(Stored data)
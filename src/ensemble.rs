//! Multi-range ensemble (`spec.md` §4.F): routes a record to the correct
//! single-range classifier based on its slot.

use std::path::Path;

use crate::classifier::{ClassifyOutput, SingleRangeClassifier};
use crate::error::{AppError, ModelError};
use crate::graffiti::GraffitiTable;
use crate::model::{ClassifierModel, Weighting};
use crate::training;
use crate::types::{Client, RewardRecord};

/// Parameters shared by every single-range model built from a directory of
/// `slot_<start>_to_<end>` subdirectories.
pub struct EnsembleBuildParams {
    pub feature_names: Vec<String>,
    pub grouped_into_other: Vec<Client>,
    pub graffiti_only: Vec<Client>,
    pub k: usize,
    pub confidence: f64,
    pub min_guess: f64,
    pub graffiti: GraffitiTable,
}

impl Default for EnsembleBuildParams {
    fn default() -> Self {
        Self {
            feature_names: crate::features::DEFAULT_FEATURE_NAMES.map(String::from).to_vec(),
            grouped_into_other: Vec::new(),
            graffiti_only: Vec::new(),
            k: crate::knn::K,
            confidence: 0.95,
            min_guess: 0.20,
            graffiti: GraffitiTable::default(),
        }
    }
}

/// Ordered, non-overlapping list of `(start_slot, end_slot, classifier)`
/// triples. The highest-slot entry is open-ended.
pub struct MultiRangeEnsemble {
    ranges: Vec<(u64, u64, SingleRangeClassifier)>,
}

impl MultiRangeEnsemble {
    /// Builds an ensemble directly from pre-built single-range classifiers.
    /// Triples are sorted by `start_slot`; overlap is not validated here
    /// (the directory loader is the intended production path and derives
    /// non-overlapping ranges from directory names).
    pub fn new(mut ranges: Vec<(u64, u64, SingleRangeClassifier)>) -> Self {
        ranges.sort_by_key(|(start, _, _)| *start);
        Self { ranges }
    }

    /// Loads one classifier per `slot_<start>_to_<end>` subdirectory of
    /// `dir`, training each from its own nested `<ClientLabel>/*.json` tree.
    pub fn from_directory(dir: &Path, params: &EnsembleBuildParams) -> Result<Self, ModelError> {
        let mut ranges = Vec::new();
        for entry in std::fs::read_dir(dir)? {
            let entry = entry?;
            if !entry.file_type()?.is_dir() {
                continue;
            }
            let name = entry.file_name();
            let name = name.to_string_lossy();
            let Some((start, end)) = parse_range_dir_name(&name) else {
                continue;
            };

            tracing::info!(start, end, "loading classifier for slot range");
            let loaded = training::load_training_dir(
                &entry.path(),
                &params.feature_names,
                &params.grouped_into_other,
                &params.graffiti_only,
            )?;

            let model = ClassifierModel {
                feature_names: params.feature_names.clone(),
                enabled_clients: loaded.enabled_clients,
                x: loaded.x,
                y: loaded.y,
                k: params.k,
                weighting: Weighting::Distance,
                confidence: params.confidence,
                min_guess: params.min_guess,
                graffiti_only: params.graffiti_only.clone(),
            };
            let classifier = SingleRangeClassifier::new(model, params.graffiti.clone());
            ranges.push((start, end, classifier));
        }
        if ranges.is_empty() {
            return Err(ModelError::Training(format!(
                "no slot_<start>_to_<end> subdirectories found under {}",
                dir.display()
            )));
        }
        Ok(Self::new(ranges))
    }

    /// Loads one classifier per serialized model file under `dir` (the
    /// production path, used with `MODEL_PATH`): each file's stem must
    /// match `slot_<start>_to_<end>` and its contents are a
    /// [`ClassifierModel`] written by [`ClassifierModel::save`].
    pub fn load_from_dir(dir: &Path, graffiti: &GraffitiTable) -> Result<Self, ModelError> {
        let mut ranges = Vec::new();
        for entry in std::fs::read_dir(dir)? {
            let entry = entry?;
            if !entry.file_type()?.is_file() {
                continue;
            }
            let path = entry.path();
            let Some(stem) = path.file_stem().map(|s| s.to_string_lossy().to_string()) else {
                continue;
            };
            let Some((start, end)) = parse_range_dir_name(&stem) else {
                continue;
            };
            let model = ClassifierModel::load(&path)?;
            let classifier = SingleRangeClassifier::new(model, graffiti.clone());
            ranges.push((start, end, classifier));
        }
        if ranges.is_empty() {
            return Err(ModelError::Training(format!(
                "no slot_<start>_to_<end> model files found under {}",
                dir.display()
            )));
        }
        Ok(Self::new(ranges))
    }

    /// Routes `record` to the classifier whose range covers its slot. The
    /// last (highest-`start_slot`) range is open-ended.
    pub fn classify(&self, record: &RewardRecord) -> Result<ClassifyOutput, AppError> {
        let slot = record.meta.slot;
        let last = self.ranges.len() - 1;
        for (i, (start, end, classifier)) in self.ranges.iter().enumerate() {
            if slot < *start {
                break;
            }
            if slot <= *end || i == last {
                return Ok(classifier.classify(record));
            }
        }
        Err(AppError::NoClassifierForSlot(slot))
    }

    pub fn ranges(&self) -> &[(u64, u64, SingleRangeClassifier)] {
        &self.ranges
    }
}

/// Parses `slot_<start>_to_<end>` directory names (`spec.md` §4.F / §6).
fn parse_range_dir_name(name: &str) -> Option<(u64, u64)> {
    let rest = name.strip_prefix("slot_")?;
    let (start, rest) = rest.split_once("_to_")?;
    let start: u64 = start.parse().ok()?;
    let end: u64 = rest.parse().ok()?;
    Some((start, end))
}

#[cfg(test)]
mod tests {
    use super::*;
    use crate::model::ClassifierModel;
    use crate::types::{AttestationRewards, BlockMeta};

    fn empty_model(clients: Vec<Client>) -> ClassifierModel {
        ClassifierModel {
            feature_names: vec!["percent_redundant_boost".to_string()],
            enabled_clients: clients,
            x: vec![],
            y: vec![],
            k: 9,
            weighting: Weighting::Distance,
            confidence: 0.95,
            min_guess: 0.20,
            graffiti_only: vec![],
        }
    }

    fn record_at(slot: u64) -> RewardRecord {
        RewardRecord {
            block_root: "0x00".to_string(),
            meta: BlockMeta { slot, parent_slot: slot.saturating_sub(1), proposer_index: 0, graffiti: String::new() },
            attestation_rewards: AttestationRewards { total: 0, per_attestation_rewards: vec![], attestations: None },
        }
    }

    #[test]
    fn parses_range_dir_names() {
        assert_eq!(parse_range_dir_name("slot_0_to_999999"), Some((0, 999999)));
        assert_eq!(parse_range_dir_name("garbage"), None);
    }

    #[test]
    fn routes_to_correct_range_and_open_ends_the_last() {
        let c1 = SingleRangeClassifier::new(empty_model(vec![Client::Prysm]), GraffitiTable::default());
        let c2 = SingleRangeClassifier::new(empty_model(vec![Client::Teku]), GraffitiTable::default());
        let ensemble = MultiRangeEnsemble::new(vec![(0, 999, c1), (1000, 1999, c2)]);

        assert!(ensemble.classify(&record_at(500)).is_ok());
        assert!(ensemble.classify(&record_at(1500)).is_ok());
        // Beyond the final range's end_slot: still routed to the last entry.
        assert!(ensemble.classify(&record_at(50_000)).is_ok());
    }

    #[test]
    fn slot_before_first_range_fails() {
        let c1 = SingleRangeClassifier::new(empty_model(vec![Client::Prysm]), GraffitiTable::default());
        let ensemble = MultiRangeEnsemble::new(vec![(100, 999, c1)]);
        assert!(matches!(
            ensemble.classify(&record_at(50)),
            Err(AppError::NoClassifierForSlot(50))
        ));
    }
}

● **EXERCISE DIRECTIONS**
Return a copy of each line in the entries that carries the string "highest".

● **OUTPUT OF THE EXERCISE**
/// triples. The highest-slot entry is open-ended.
    /// last (highest-`start_slot`) range is open-ended.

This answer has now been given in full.